HBO’s Comedy Problem
Courtesy of HBO
Over a five-year period beginning in 1998, HBO premiered Sex and the City (1998), The Sopranos (1999), Curb Your Enthusiasm (2000), Six Feet Under (2001), and The Wire (2002). That’s a DiMaggio-esque streak of hits, unparalleled in the unpredictable, ego- and money-fueled world of television. Which makes sense considering that at the time the network didn’t consider itself in the television business at all: It was in the HBO business. Unlike ossified, regular old TV, HBO was an exciting new world where breasts could be bared, F-bombs could be dropped, and Brian Benben was considered a leading man. The premium channel was blessed with an executive team committed to empowering cranky creators — can you imagine giving notes to David Chase, David Simon, or Larry David? — and an operating ethos that wasn’t tied to antiquated notions like “advertising” or “ratings.” Part of what HBO was selling was prestige: These were shows unavailable anywhere else, serialized conversation starters that dominated water coolers and Internet message boards. If you didn’t want to be left behind, you’d pay for the privilege of watching them. Sure, the shows were brilliant, but it isn’t hard to game the system when you’re playing by different rules.

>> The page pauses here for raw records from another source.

use base64::{engine::general_purpose::URL_SAFE_NO_PAD, Engine};
use rand::RngCore;
use sha2::{Digest, Sha256};

/// A PKCE verifier/challenge pair using the `S256` method.
#[derive(Debug, Clone)]
pub struct Pkce {
    /// The secret kept server-side and sent on code exchange.
    pub code_verifier: String,
    /// The derived challenge placed on the authorization URL.
    pub code_challenge: String,
}

impl Pkce {
    /// Generates a fresh random verifier and its challenge.
    pub fn new() -> Self {
        let code_verifier = random_token(32);
        let code_challenge = challenge_for(&code_verifier);
        Self {
            code_verifier,
            code_challenge,
        }
    }
}

impl Pkce {
    /// Rebuilds the pair for an existing verifier.
    pub fn from_verifier(code_verifier: impl Into<String>) -> Self {
        let code_verifier = code_verifier.into();
        let code_challenge = challenge_for(&code_verifier);
        Self {
            code_verifier,
            code_challenge,
        }
    }
}

impl Default for Pkce {
    fn default() -> Self {
        Self::new()
    }
}

/// Computes the `S256` challenge of a verifier.
pub fn challenge_for(verifier: &str) -> String {
    let digest = Sha256::digest(verifier.as_bytes());
    URL_SAFE_NO_PAD.encode(digest)
}

/// Returns `len` bytes of OS randomness, base64url encoded.
pub fn random_token(len: usize) -> String {
    let mut bytes = vec![0u8; len];
    rand::rng().fill_bytes(&mut bytes);
    URL_SAFE_NO_PAD.encode(bytes)
}

#[cfg(test)]
mod tests {
    use super::*;

    #[test]
    fn challenge_matches_rfc_7636_example() {
        let verifier = "dBjftJeZ4CVP-mB92K27uhbUJU1p1r_wW1gFWFOEjXk";
        assert_eq!(
            challenge_for(verifier),
            "E9Melhoa2OwvFrEMTJguCHaoeK1t8URWbuGJSstw-cM"
        );
    }

    #[test]
    fn verifiers_are_unique() {
        let a = Pkce::new();
        let b = Pkce::new();
        assert_ne!(a.code_verifier, b.code_verifier);
        assert_eq!(a.code_challenge, challenge_for(&a.code_verifier));
    }
}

So HBO’s mid-decade hiccup — that creative trench that brought us Unscripted (an improvised show about George Clooney’s girlfriend’s acting class) and Tell Me You Love Me (an overly ambitious gamble on America’s appetite for televised hate-fucking) — wasn’t just a result of visionary executive Chris Albrecht being forced to resign in disgrace. It was representative of a larger shift in the small-screen landscape as even the most obscure cable channels began to realize that investing in narrative series could instantly put them on the map, or at least liberate them from the lower 400s on Time Warner’s ever-expanding grid. The more attention-getting and risk-taking their offerings, the better. HBO was still HBO. But TV? That was quickly becoming HBO, too.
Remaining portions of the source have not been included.